Notapor admin » Vie Sep 10, 2010 6:52 am

SPANISHSEPTEMBER 9, 2010, 5:36 P.M. ET
Los trabajadores metalúrgicos de EE.UU. piden investigación comercial contra China

Por Tom Barkley
The Wall Street Journal

WASHINGTON— El sindicato de trabajadores metalúrgicos de EE.UU., United Steelworkers, solicitó formalmente el jueves una investigación comercial sobre las políticas de China para apoyar su sector floreciente de tecnología verde, en un caso que podría terminar ante la Organización Mundial del Comercio (OMC).

La petición, presentada ante la oficina del Representante Comercial de EE.UU. (USTR, por sus siglas en inglés), acusa al gobierno de China de proveer cientos de miles de millones de dólares en subsidios y otros medios de apoyo para proveer una ventaja injusta a las firmas locales.
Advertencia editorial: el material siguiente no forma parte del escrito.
pub mod create;
pub mod get;
pub mod list;
pub mod me;
pub mod profile;
pub mod set_password;
pub mod subscribe;
pub mod subscriptions;

use crate::AppState;
use axum::routing::{get, post};
use axum::Router;
use utoipa::OpenApi;

/// Returns the router for /api/users endpoints (mounted at /api/users)
pub fn router() -> Router<AppState> {
    Router::new()
        .route("/", get(list::list_users).post(create::create_user))
        .route("/me", get(me::me))
        .route("/set_password", post(set_password::set_password))
        .route("/subscriptions", get(subscriptions::list_subscriptions))
        .route("/{id}", get(get::get_user))
        .route(
            "/{id}/subscribe",
            post(subscribe::subscribe).delete(subscribe::unsubscribe),
        )
}

#[derive(OpenApi)]
#[openapi(
    paths(
        list::list_users,
        create::create_user,
        me::me,
        set_password::set_password,
        subscriptions::list_subscriptions,
        get::get_user,
        subscribe::subscribe,
        subscribe::unsubscribe,
    ),
    components(schemas(
        create::CreateUserRequest,
        set_password::SetPasswordRequest,
        list::UsersResponse,
        subscriptions::SubscriptionsResponse,
        profile::UserProfile,
        profile::SubscriptionProfile,
    ))
)]
pub struct ApiDoc;
use crate::api::ErrorResponse;
use crate::auth::{create_session, verify_password};
use crate::db::DbPool;
use crate::get_conn;
use crate::models::User;
use crate::schema::users;
use axum::{extract::State, http::StatusCode, response::IntoResponse, Json};
use diesel::prelude::*;
use serde::{Deserialize, Serialize};
use std::sync::Arc;
use utoipa::ToSchema;

#[derive(Debug, Clone, Deserialize, ToSchema)]
pub struct LoginRequest {
    pub email: String,
    pub password: String,
}

#[derive(Debug, Clone, Serialize, ToSchema)]
pub struct LoginResponse {
    pub auth_token: String,
}

#[utoipa::path(
    post,
    path = "/api/auth/token/login",
    tag = "auth",
    request_body(content = LoginRequest, example = json!({"email": "cook@example.com", "password": "password"})),
    responses(
        (status = 200, description = "Login successful", body = LoginResponse),
        (status = 401, description = "Invalid credentials", body = ErrorResponse)
    )
)]
pub async fn login(
    State(pool): State<Arc<DbPool>>,
    Json(req): Json<LoginRequest>,
) -> impl IntoResponse {
    let mut conn = get_conn!(pool);

    let user: User = match users::table
        .filter(
            diesel::dsl::sql::<diesel::sql_types::Bool>("LOWER(email) = LOWER(")
                .bind::<diesel::sql_types::Text, _>(&req.email)
                .sql(")"),
        )
        .select(User::as_select())
        .first(&mut conn)
    {
        Ok(u) => u,
        Err(_) => {
            return (
                StatusCode::UNAUTHORIZED,
                Json(ErrorResponse {
                    error: "Invalid credentials".to_string(),
                }),
            )
                .into_response()
        }
    };

    if !verify_password(&req.password, &user.password_hash) {
        return (
            StatusCode::UNAUTHORIZED,
            Json(ErrorResponse {
                error: "Invalid credentials".to_string(),
            }),
        )
            .into_response();
    }

    let auth_token = match create_session(&mut conn, user.id) {
        Ok(t) => t,
        Err(e) => {
            tracing::error!("Failed to create session: {}", e);
            return (
                StatusCode::INTERNAL_SERVER_ERROR,
                Json(ErrorResponse {
                    error: "Failed to create session".to_string(),
                }),
            )
                .into_response();
        }
    };

    (StatusCode::OK, Json(LoginResponse { auth_token })).into_response()
}
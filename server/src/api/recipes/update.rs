use crate::api::recipes::create::{validate_ingredient_refs, validate_tag_refs, IngredientRef};
use crate::api::recipes::serialize::load_recipe_response;
use crate::api::ErrorResponse;
use crate::auth::AuthUser;
use crate::db::DbPool;
use crate::get_conn;
use crate::images::{self, DecodedImage};
use crate::models::{NewRecipeIngredient, NewRecipeTag};
use crate::schema::{recipe_ingredients, recipe_tags, recipes};
use axum::{
    extract::{Path, State},
    http::StatusCode,
    response::IntoResponse,
    Json,
};
use diesel::prelude::*;
use serde::Deserialize;
use std::sync::Arc;
use utoipa::ToSchema;
use uuid::Uuid;

#[derive(Debug, Clone, Deserialize, ToSchema)]
pub struct UpdateRecipeRequest {
    pub name: Option<String>,
    pub text: Option<String>,
    pub cooking_time: Option<i32>,
    /// Base64 data URI: data:image/<ext>;base64,<payload>
    pub image: Option<String>,
    /// When present, replaces the recipe's whole tag set
    pub tags: Option<Vec<Uuid>>,
    /// When present, replaces the recipe's whole ingredient set
    pub ingredients: Option<Vec<IngredientRef>>,
}

#[derive(AsChangeset)]
#[diesel(table_name = recipes)]
struct RecipeChanges<'a> {
    name: Option<&'a str>,
    text: Option<&'a str>,
    cooking_time: Option<i32>,
    image_data: Option<&'a [u8]>,
    image_name: Option<&'a str>,
}

#[utoipa::path(
    patch,
    path = "/api/recipes/{id}",
    tag = "recipes",
    params(
        ("id" = Uuid, Path, description = "Recipe ID")
    ),
    request_body = UpdateRecipeRequest,
    responses(
        (status = 200, description = "Recipe updated successfully", body = super::serialize::RecipeResponse),
        (status = 400, description = "Invalid request", body = ErrorResponse),
        (status = 401, description = "Unauthorized", body = ErrorResponse),
        (status = 403, description = "Not the recipe author", body = ErrorResponse),
        (status = 404, description = "Recipe not found", body = ErrorResponse)
    ),
    security(
        ("bearer_auth" = [])
    )
)]
pub async fn update_recipe(
    AuthUser(user): AuthUser,
    State(pool): State<Arc<DbPool>>,
    Path(id): Path<Uuid>,
    Json(request): Json<UpdateRecipeRequest>,
) -> impl IntoResponse {
    if let Some(ref name) = request.name {
        if name.trim().is_empty() {
            return (
                StatusCode::BAD_REQUEST,
                Json(ErrorResponse {
                    error: "Name cannot be empty".to_string(),
                }),
            )
                .into_response();
        }
    }

    if let Some(ref text) = request.text {
        if text.trim().is_empty() {
            return (
                StatusCode::BAD_REQUEST,
                Json(ErrorResponse {
                    error: "Text cannot be empty".to_string(),
                }),
            )
                .into_response();
        }
    }

    if let Some(cooking_time) = request.cooking_time {
        if cooking_time < 1 {
            return (
                StatusCode::BAD_REQUEST,
                Json(ErrorResponse {
                    error: "Cooking time must be at least 1 minute".to_string(),
                }),
            )
                .into_response();
        }
    }

    if let Some(ref tags) = request.tags {
        if let Err(message) = validate_tag_refs(tags) {
            return (StatusCode::BAD_REQUEST, Json(ErrorResponse { error: message }))
                .into_response();
        }
    }

    if let Some(ref ingredients) = request.ingredients {
        if let Err(message) = validate_ingredient_refs(ingredients) {
            return (StatusCode::BAD_REQUEST, Json(ErrorResponse { error: message }))
                .into_response();
        }
    }

    let image: Option<DecodedImage> = match request.image.as_deref().map(images::parse_data_uri) {
        Some(Ok(i)) => Some(i),
        Some(Err(message)) => {
            return (StatusCode::BAD_REQUEST, Json(ErrorResponse { error: message }))
                .into_response()
        }
        None => None,
    };

    let mut conn = get_conn!(pool);

    let author_id: Uuid = match recipes::table
        .find(id)
        .select(recipes::author_id)
        .first(&mut conn)
    {
        Ok(a) => a,
        Err(diesel::NotFound) => {
            return (
                StatusCode::NOT_FOUND,
                Json(ErrorResponse {
                    error: "Recipe not found".to_string(),
                }),
            )
                .into_response()
        }
        Err(e) => {
            tracing::error!("Failed to fetch recipe: {}", e);
            return (
                StatusCode::INTERNAL_SERVER_ERROR,
                Json(ErrorResponse {
                    error: "Failed to fetch recipe".to_string(),
                }),
            )
                .into_response();
        }
    };

    if author_id != user.id {
        return (
            StatusCode::FORBIDDEN,
            Json(ErrorResponse {
                error: "Only the author can edit this recipe".to_string(),
            }),
        )
            .into_response();
    }

    let changes = RecipeChanges {
        name: request.name.as_deref(),
        text: request.text.as_deref(),
        cooking_time: request.cooking_time,
        image_data: image.as_ref().map(|i| i.data.as_slice()),
        image_name: image.as_ref().map(|i| i.file_name.as_str()),
    };
    let has_scalar_changes = request.name.is_some()
        || request.text.is_some()
        || request.cooking_time.is_some()
        || image.is_some();

    let result: Result<(), diesel::result::Error> = conn.transaction(|conn| {
        if has_scalar_changes {
            diesel::update(recipes::table.find(id))
                .set(&changes)
                .execute(conn)?;
        }

        // Tag and ingredient sets are replaced wholesale, never merged
        if let Some(ref tag_ids) = request.tags {
            diesel::delete(recipe_tags::table.filter(recipe_tags::recipe_id.eq(id)))
                .execute(conn)?;
            let tag_rows: Vec<NewRecipeTag> = tag_ids
                .iter()
                .map(|&tag_id| NewRecipeTag {
                    recipe_id: id,
                    tag_id,
                })
                .collect();
            diesel::insert_into(recipe_tags::table)
                .values(&tag_rows)
                .execute(conn)?;
        }

        if let Some(ref ingredients) = request.ingredients {
            diesel::delete(
                recipe_ingredients::table.filter(recipe_ingredients::recipe_id.eq(id)),
            )
            .execute(conn)?;
            let ingredient_rows: Vec<NewRecipeIngredient> = ingredients
                .iter()
                .map(|r| NewRecipeIngredient {
                    recipe_id: id,
                    ingredient_id: r.id,
                    amount: r.amount,
                })
                .collect();
            diesel::insert_into(recipe_ingredients::table)
                .values(&ingredient_rows)
                .execute(conn)?;
        }

        Ok(())
    });

    match result {
        Ok(()) => {}
        Err(diesel::result::Error::DatabaseError(
            diesel::result::DatabaseErrorKind::ForeignKeyViolation,
            _,
        )) => {
            return (
                StatusCode::BAD_REQUEST,
                Json(ErrorResponse {
                    error: "Unknown tag or ingredient id".to_string(),
                }),
            )
                .into_response()
        }
        Err(e) => {
            tracing::error!("Failed to update recipe: {}", e);
            return (
                StatusCode::INTERNAL_SERVER_ERROR,
                Json(ErrorResponse {
                    error: "Failed to update recipe".to_string(),
                }),
            )
                .into_response();
        }
    }

    match load_recipe_response(&mut conn, id, Some(user.id)) {
        Ok(Some(response)) => (StatusCode::OK, Json(response)).into_response(),
        Ok(None) | Err(_) => (
            StatusCode::INTERNAL_SERVER_ERROR,
            Json(ErrorResponse {
                error: "Failed to fetch updated recipe".to_string(),
            }),
        )
            .into_response(),
    }
}
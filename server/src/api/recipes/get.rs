use crate::api::recipes::serialize::load_recipe_response;
use crate::api::ErrorResponse;
use crate::auth::MaybeUser;
use crate::db::DbPool;
use crate::get_conn;
use axum::{
    extract::{Path, State},
    http::StatusCode,
    response::IntoResponse,
    Json,
};
use std::sync::Arc;
use uuid::Uuid;

#[utoipa::path(
    get,
    path = "/api/recipes/{id}",
    tag = "recipes",
    params(
        ("id" = Uuid, Path, description = "Recipe ID")
    ),
    responses(
        (status = 200, description = "Recipe details", body = super::serialize::RecipeResponse),
        (status = 404, description = "Recipe not found", body = ErrorResponse)
    )
)]
pub async fn get_recipe(
    MaybeUser(viewer): MaybeUser,
    State(pool): State<Arc<DbPool>>,
    Path(id): Path<Uuid>,
) -> impl IntoResponse {
    let mut conn = get_conn!(pool);

    match load_recipe_response(&mut conn, id, viewer.map(|u| u.id)) {
        Ok(Some(response)) => (StatusCode::OK, Json(response)).into_response(),
        Ok(None) => (
            StatusCode::NOT_FOUND,
            Json(ErrorResponse {
                error: "Recipe not found".to_string(),
            }),
        )
            .into_response(),
        Err(e) => {
            tracing::error!("Failed to fetch recipe: {}", e);
            (
                StatusCode::INTERNAL_SERVER_ERROR,
                Json(ErrorResponse {
                    error: "Failed to fetch recipe".to_string(),
                }),
            )
                .into_response()
        }
    }
}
"Creemos que estas prácticas han permitido a China emerger como un proveedor dominante de tecnologías verdes", dijo a periodistas Leo Gerard, presidente del sindicato.


Kay Chernush/Getty images
Gerard añadió que las medidas de largo alcance adoptadas por el gobierno chino violan las leyes comerciales globales y representan una amenaza directa a la estrategia de la administración Obama de crear trabajos verdes y duplicar las exportaciones en los próximos cinco años.

El sindicato, que ha sido uno de los principales detractores de las políticas comerciales chinas, espera que el gobierno de Obama tome el caso y acabe presentando una queja contra China ante la OMC. Sin embargo, hace diez años que la USTR no acepta abrir una investigación relacionada con una petición sobre la llamada sección 301.

El gobierno estadounidense tiene 45 días para decidir si investiga las acusaciones de prácticas comerciales injustas, y un año para completar la investigación y determinar el curso de acción.

Una vocera de la USTR indicó el miércoles que la oficina revisaría la petición.

"La USTR ha estado tratando temas relacionados a China y tecnología verde con los trabajadores del acero y con actores involucrados, y seguirá haciéndolo", sostuvo.

La petición de 5.800 páginas cubre cinco grandes áreas que según el sindicato violan reglas de la OMC: restricciones sobre el acceso a materiales básicos, requisitos de desempeño de inversionistas, discriminación contra firmas y mercancías extranjeras, así como exportaciones y subsidios internos.

Los trabajadores del acero se cuentan entre los críticos más activos de la política comercial china, y han tenido cierto éxito. El presidente Barack Obama decidió a favor del sindicato en septiembre último en un histórico caso que incluía una provisión de salvaguarda especial para imponer tarifas sobre importaciones chinas de neumáticos. El grupo también presentó con éxito otros casos contra productos chinos.

En medio de llamadas en aumento en el Congreso para tomar cartas contra la política monetaria china, controlada de cerca, el gobierno de Obama envió una delegación de alto nivel a Beijing durante el fin de semana para calmar tensiones sobre el comercio y otros asuntos.